*** Opening of Stored data ***

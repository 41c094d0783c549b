//! HTTP [`VectorIndex`] client for a Pinecone-compatible data plane.
//!
//! Every response is deserialized into wire structs and converted to the
//! core's [`IndexMatch`] / [`FetchedVector`] / [`IndexStats`] right here, so
//! nothing past this module sees the service's JSON shapes.
//!
//! | Operation | Request |
//! |-----------|---------|
//! | query | `POST {host}/query` |
//! | fetch | `GET {host}/vectors/fetch?ids=..&namespace=..` |
//! | describe_stats | `POST {host}/describe_index_stats` |
//! | host lookup | `GET {control_url}/indexes/{name}` |

use std::collections::{BTreeMap, HashMap};
use std::time::Duration;

use async_trait::async_trait;
use reqwest::StatusCode;
use serde::de::DeserializeOwned;
use serde::{Deserialize, Serialize};
use tracing::{debug, info};

use vector_bridge_core::error::{BridgeError, Result};
use vector_bridge_core::index::{FetchedVector, IndexMatch, IndexQuery, IndexStats, VectorIndex};
use vector_bridge_core::models::Metadata;

use crate::config::IndexConfig;

const API_VERSION: &str = "2024-07";

/// Client for one index's data plane.
pub struct PineconeIndex {
    client: reqwest::Client,
    host: String,
    api_key: String,
}

impl PineconeIndex {
    /// Client for a known data-plane host.
    pub fn new(host: &str, api_key: &str, timeout_secs: u64) -> Result<Self> {
        Ok(Self {
            client: build_client(timeout_secs)?,
            host: normalize_host(host),
            api_key: api_key.to_string(),
        })
    }

    /// Client for the configured index, looking its host up through the
    /// control plane when `index.host` is not set.
    pub async fn connect(config: &IndexConfig, api_key: &str) -> Result<Self> {
        let client = build_client(config.timeout_secs)?;
        let host = match &config.host {
            Some(host) if !host.is_empty() => normalize_host(host),
            _ => resolve_host(&client, &config.control_url, &config.name, api_key).await?,
        };
        info!(index = %config.name, host = %host, "vector index client ready");
        Ok(Self {
            client,
            host,
            api_key: api_key.to_string(),
        })
    }

    pub fn host(&self) -> &str {
        &self.host
    }

    async fn post<B: Serialize, T: DeserializeOwned>(&self, path: &str, body: &B) -> Result<T> {
        let url = format!("{}{}", self.host, path);
        let response = self
            .client
            .post(&url)
            .header("Api-Key", &self.api_key)
            .header("X-Pinecone-API-Version", API_VERSION)
            .json(body)
            .send()
            .await
            .map_err(|e| BridgeError::Index(format!("POST {url}: {e}")))?;
        read_json(response, &url).await
    }
}

fn build_client(timeout_secs: u64) -> Result<reqwest::Client> {
    reqwest::Client::builder()
        .timeout(Duration::from_secs(timeout_secs))
        .build()
        .map_err(|e| BridgeError::Configuration(format!("failed to build HTTP client: {e}")))
}

/// Hosts reported by the control plane carry no scheme.
fn normalize_host(host: &str) -> String {
    let host = host.trim_end_matches('/');
    if host.starts_with("http://") || host.starts_with("https://") {
        host.to_string()
    } else {
        format!("https://{host}")
    }
}

async fn read_json<T: DeserializeOwned>(response: reqwest::Response, url: &str) -> Result<T> {
    let status = response.status();
    if !status.is_success() {
        let body = response.text().await.unwrap_or_default();
        let body: String = body.chars().take(200).collect();
        return Err(match status {
            StatusCode::UNAUTHORIZED | StatusCode::FORBIDDEN => BridgeError::Configuration(format!(
                "vector index rejected the API key ({status}): {body}"
            )),
            _ => BridgeError::Index(format!("{url} returned {status}: {body}")),
        });
    }
    response
        .json::<T>()
        .await
        .map_err(|e| BridgeError::Index(format!("malformed response from {url}: {e}")))
}

#[derive(Deserialize)]
struct DescribeIndexResponse {
    host: String,
}

async fn resolve_host(
    client: &reqwest::Client,
    control_url: &str,
    name: &str,
    api_key: &str,
) -> Result<String> {
    let url = format!("{}/indexes/{}", control_url.trim_end_matches('/'), name);
    let response = client
        .get(&url)
        .header("Api-Key", api_key)
        .header("X-Pinecone-API-Version", API_VERSION)
        .send()
        .await
        .map_err(|e| BridgeError::Index(format!("GET {url}: {e}")))?;
    if response.status() == StatusCode::NOT_FOUND {
        return Err(BridgeError::Configuration(format!(
            "vector index '{name}' does not exist"
        )));
    }
    let described: DescribeIndexResponse = read_json(response, &url).await?;
    Ok(normalize_host(&described.host))
}

// ============ Wire types ============

#[derive(Serialize)]
#[serde(rename_all = "camelCase")]
struct QueryRequest<'a> {
    vector: &'a [f32],
    top_k: usize,
    include_metadata: bool,
    include_values: bool,
    #[serde(skip_serializing_if = "Option::is_none")]
    filter: Option<&'a Metadata>,
    #[serde(skip_serializing_if = "Option::is_none")]
    namespace: Option<&'a str>,
}

#[derive(Deserialize)]
struct QueryResponse {
    #[serde(default)]
    matches: Vec<WireMatch>,
}

#[derive(Deserialize)]
struct WireMatch {
    id: String,
    #[serde(default)]
    score: f32,
    #[serde(default)]
    values: Vec<f32>,
    #[serde(default)]
    metadata: Option<Metadata>,
}

#[derive(Deserialize)]
struct FetchResponse {
    #[serde(default)]
    vectors: HashMap<String, WireVector>,
}

#[derive(Deserialize)]
struct WireVector {
    #[serde(default)]
    id: Option<String>,
    #[serde(default)]
    values: Vec<f32>,
    #[serde(default)]
    metadata: Option<Metadata>,
}

#[derive(Deserialize)]
#[serde(rename_all = "camelCase")]
struct StatsResponse {
    #[serde(default)]
    dimension: Option<usize>,
    #[serde(default)]
    total_vector_count: u64,
    #[serde(default)]
    namespaces: BTreeMap<String, NamespaceSummary>,
}

#[derive(Deserialize)]
#[serde(rename_all = "camelCase")]
struct NamespaceSummary {
    #[serde(default)]
    vector_count: u64,
}

#[async_trait]
impl VectorIndex for PineconeIndex {
    async fn query(&self, query: &IndexQuery) -> Result<Vec<IndexMatch>> {
        let body = QueryRequest {
            vector: &query.vector,
            top_k: query.top_k,
            include_metadata: query.include_metadata,
            include_values: query.include_values,
            filter: query.filter.as_ref(),
            namespace: query.namespace.as_deref(),
        };
        let response: QueryResponse = self.post("/query", &body).await?;
        debug!(matches = response.matches.len(), "index query");

        Ok(response
            .matches
            .into_iter()
            .map(|m| IndexMatch {
                id: m.id,
                score: m.score,
                values: query.include_values.then_some(m.values),
                metadata: m.metadata.unwrap_or_default(),
            })
            .collect())
    }

    async fn fetch(
        &self,
        ids: &[String],
        namespace: Option<&str>,
    ) -> Result<HashMap<String, FetchedVector>> {
        if ids.is_empty() {
            return Ok(HashMap::new());
        }
        let url = format!("{}/vectors/fetch", self.host);
        let mut params: Vec<(&str, &str)> = ids.iter().map(|id| ("ids", id.as_str())).collect();
        if let Some(ns) = namespace {
            params.push(("namespace", ns));
        }
        let response = self
            .client
            .get(&url)
            .header("Api-Key", &self.api_key)
            .header("X-Pinecone-API-Version", API_VERSION)
            .query(&params)
            .send()
            .await
            .map_err(|e| BridgeError::Index(format!("GET {url}: {e}")))?;
        let fetched: FetchResponse = read_json(response, &url).await?;

        Ok(fetched
            .vectors
            .into_iter()
            .map(|(key, v)| {
                let id = v.id.unwrap_or_else(|| key.clone());
                (
                    key,
                    FetchedVector {
                        id,
                        values: v.values,
                        metadata: v.metadata.unwrap_or_default(),
                    },
                )
            })
            .collect())
    }

    async fn describe_stats(&self) -> Result<IndexStats> {
        let stats: StatsResponse = self
            .post("/describe_index_stats", &serde_json::json!({}))
            .await?;
        Ok(IndexStats {
            dimension: stats.dimension.filter(|d| *d > 0),
            total_vector_count: stats.total_vector_count,
            namespaces: stats
                .namespaces
                .into_iter()
                .map(|(ns, summary)| (ns, summary.vector_count))
                .collect(),
        })
    }
}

*** Close of Stored data ***

Word for word, output the lines of the data from its first line through the line where "use async_trait::async_trait;" appears, and stop there.

Response area
repository 41c094d0783c549b
//! HTTP [`VectorIndex`] client for a Pinecone-compatible data plane.
//!
//! Every response is deserialized into wire structs and converted to the
//! core's [`IndexMatch`] / [`FetchedVector`] / [`IndexStats`] right here, so
//! nothing past this module sees the service's JSON shapes.
//!
//! | Operation | Request |
//! |-----------|---------|
//! | query | `POST {host}/query` |
//! | fetch | `GET {host}/vectors/fetch?ids=..&namespace=..` |
//! | describe_stats | `POST {host}/describe_index_stats` |
//! | host lookup | `GET {control_url}/indexes/{name}` |

use std::collections::{BTreeMap, HashMap};
use std::time::Duration;

use async_trait::async_trait;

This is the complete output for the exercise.